ACTIVITY >> In the records below, find each line holding the word "city" and copy it.

RECORD EXCERPTS >>
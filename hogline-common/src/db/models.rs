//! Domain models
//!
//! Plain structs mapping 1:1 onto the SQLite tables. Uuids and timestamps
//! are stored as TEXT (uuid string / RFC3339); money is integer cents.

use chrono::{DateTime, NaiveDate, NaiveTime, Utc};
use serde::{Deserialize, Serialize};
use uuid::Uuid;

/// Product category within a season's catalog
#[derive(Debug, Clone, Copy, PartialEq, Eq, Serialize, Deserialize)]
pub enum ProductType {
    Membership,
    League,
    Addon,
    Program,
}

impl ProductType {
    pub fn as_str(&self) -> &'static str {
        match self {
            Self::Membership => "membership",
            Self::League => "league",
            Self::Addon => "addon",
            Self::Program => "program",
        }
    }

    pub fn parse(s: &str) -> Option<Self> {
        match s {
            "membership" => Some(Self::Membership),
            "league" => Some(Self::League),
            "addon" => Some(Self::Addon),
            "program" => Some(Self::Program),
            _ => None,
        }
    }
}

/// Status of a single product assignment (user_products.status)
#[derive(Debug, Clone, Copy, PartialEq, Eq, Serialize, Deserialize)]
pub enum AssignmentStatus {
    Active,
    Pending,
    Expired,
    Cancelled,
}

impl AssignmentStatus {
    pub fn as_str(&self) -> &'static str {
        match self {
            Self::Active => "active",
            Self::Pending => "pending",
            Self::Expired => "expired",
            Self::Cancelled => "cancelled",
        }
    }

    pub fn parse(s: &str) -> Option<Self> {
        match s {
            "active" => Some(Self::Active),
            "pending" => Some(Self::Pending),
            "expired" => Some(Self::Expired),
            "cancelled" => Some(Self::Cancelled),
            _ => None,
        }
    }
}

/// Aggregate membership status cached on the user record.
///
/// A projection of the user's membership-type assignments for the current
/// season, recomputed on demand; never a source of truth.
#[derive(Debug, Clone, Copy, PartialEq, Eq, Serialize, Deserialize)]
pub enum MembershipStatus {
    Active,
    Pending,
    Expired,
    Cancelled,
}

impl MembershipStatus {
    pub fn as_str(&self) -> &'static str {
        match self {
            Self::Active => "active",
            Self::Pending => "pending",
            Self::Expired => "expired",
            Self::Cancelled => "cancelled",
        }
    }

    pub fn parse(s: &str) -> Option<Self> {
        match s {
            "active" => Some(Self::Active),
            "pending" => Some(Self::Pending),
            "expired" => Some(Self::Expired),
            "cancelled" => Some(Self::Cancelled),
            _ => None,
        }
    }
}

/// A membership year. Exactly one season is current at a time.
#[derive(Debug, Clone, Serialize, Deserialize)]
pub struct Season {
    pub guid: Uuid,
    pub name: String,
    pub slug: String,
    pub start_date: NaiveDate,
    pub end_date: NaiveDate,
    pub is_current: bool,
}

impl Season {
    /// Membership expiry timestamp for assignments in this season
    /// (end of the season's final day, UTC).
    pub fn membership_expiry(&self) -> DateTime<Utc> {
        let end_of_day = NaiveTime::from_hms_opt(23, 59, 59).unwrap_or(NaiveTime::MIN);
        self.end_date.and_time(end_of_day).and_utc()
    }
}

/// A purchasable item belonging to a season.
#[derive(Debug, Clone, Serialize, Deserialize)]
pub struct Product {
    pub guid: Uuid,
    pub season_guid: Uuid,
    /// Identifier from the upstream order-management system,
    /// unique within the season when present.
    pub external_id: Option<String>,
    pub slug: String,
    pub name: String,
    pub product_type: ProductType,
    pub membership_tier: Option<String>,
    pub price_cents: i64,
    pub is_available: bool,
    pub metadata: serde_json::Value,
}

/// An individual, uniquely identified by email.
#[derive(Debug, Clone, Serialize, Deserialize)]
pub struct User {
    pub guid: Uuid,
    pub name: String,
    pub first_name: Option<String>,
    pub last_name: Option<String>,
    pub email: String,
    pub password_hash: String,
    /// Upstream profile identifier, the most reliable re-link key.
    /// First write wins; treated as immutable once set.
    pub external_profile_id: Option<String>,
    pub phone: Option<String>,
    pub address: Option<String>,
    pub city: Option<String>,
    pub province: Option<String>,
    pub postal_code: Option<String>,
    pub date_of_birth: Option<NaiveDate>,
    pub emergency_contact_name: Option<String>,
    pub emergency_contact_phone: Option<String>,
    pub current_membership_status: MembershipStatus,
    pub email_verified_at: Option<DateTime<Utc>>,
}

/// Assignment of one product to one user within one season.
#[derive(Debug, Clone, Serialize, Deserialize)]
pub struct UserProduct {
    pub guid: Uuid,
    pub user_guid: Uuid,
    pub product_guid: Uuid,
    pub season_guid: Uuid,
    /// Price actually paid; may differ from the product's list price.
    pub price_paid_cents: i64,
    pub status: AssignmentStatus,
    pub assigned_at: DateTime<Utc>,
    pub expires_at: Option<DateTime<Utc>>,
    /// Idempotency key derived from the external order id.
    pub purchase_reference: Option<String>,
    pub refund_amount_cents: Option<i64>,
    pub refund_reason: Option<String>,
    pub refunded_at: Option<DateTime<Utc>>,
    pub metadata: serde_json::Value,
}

...

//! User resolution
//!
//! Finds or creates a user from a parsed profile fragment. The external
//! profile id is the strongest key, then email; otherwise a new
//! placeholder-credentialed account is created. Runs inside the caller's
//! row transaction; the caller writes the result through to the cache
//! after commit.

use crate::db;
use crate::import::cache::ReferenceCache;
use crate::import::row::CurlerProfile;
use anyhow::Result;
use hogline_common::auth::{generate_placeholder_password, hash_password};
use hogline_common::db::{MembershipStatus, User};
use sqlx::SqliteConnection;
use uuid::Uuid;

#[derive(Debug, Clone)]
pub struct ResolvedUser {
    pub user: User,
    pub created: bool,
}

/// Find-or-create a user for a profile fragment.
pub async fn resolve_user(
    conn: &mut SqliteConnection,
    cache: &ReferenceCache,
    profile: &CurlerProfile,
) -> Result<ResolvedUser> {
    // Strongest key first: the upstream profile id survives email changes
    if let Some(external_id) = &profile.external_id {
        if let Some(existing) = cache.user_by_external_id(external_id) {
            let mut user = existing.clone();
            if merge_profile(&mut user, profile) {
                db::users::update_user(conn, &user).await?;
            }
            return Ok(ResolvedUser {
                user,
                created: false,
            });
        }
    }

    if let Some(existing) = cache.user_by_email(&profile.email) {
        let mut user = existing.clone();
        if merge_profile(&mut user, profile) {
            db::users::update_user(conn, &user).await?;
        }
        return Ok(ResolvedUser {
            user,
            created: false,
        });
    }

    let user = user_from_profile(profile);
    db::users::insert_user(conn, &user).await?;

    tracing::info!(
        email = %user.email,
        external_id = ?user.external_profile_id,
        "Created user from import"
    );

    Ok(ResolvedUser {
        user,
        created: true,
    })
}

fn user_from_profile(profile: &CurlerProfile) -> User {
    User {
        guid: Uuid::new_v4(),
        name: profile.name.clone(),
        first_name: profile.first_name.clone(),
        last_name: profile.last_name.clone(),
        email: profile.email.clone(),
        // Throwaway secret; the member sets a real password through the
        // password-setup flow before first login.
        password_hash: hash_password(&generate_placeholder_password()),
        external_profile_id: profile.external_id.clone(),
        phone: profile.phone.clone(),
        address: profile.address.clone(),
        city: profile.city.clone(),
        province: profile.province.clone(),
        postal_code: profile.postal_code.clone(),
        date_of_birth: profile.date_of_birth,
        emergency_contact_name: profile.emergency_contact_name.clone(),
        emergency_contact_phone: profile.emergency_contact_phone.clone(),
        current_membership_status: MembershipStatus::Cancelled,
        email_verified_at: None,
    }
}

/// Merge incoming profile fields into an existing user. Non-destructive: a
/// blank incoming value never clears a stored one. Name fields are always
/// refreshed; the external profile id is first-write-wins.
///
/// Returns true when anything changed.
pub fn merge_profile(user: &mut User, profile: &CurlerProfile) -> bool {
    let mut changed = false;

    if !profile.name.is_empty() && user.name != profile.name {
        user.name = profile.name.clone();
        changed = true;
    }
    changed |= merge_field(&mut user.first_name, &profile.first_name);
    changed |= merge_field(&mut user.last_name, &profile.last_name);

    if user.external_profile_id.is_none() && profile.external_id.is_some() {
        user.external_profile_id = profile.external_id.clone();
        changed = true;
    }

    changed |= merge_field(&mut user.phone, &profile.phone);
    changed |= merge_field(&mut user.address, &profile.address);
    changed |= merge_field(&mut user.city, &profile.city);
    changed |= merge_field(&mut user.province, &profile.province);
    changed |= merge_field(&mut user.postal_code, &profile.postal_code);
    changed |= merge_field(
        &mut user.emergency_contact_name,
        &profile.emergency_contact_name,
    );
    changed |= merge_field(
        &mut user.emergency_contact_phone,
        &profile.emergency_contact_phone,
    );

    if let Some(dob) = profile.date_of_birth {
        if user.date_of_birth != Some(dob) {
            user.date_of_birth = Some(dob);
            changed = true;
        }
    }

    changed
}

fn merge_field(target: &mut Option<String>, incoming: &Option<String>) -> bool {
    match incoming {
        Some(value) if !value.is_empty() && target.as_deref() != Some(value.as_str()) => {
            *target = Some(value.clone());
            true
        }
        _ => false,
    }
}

REPLY >>
    pub city: Option<String>,
        city: profile.city.clone(),
    changed |= merge_field(&mut user.city, &profile.city);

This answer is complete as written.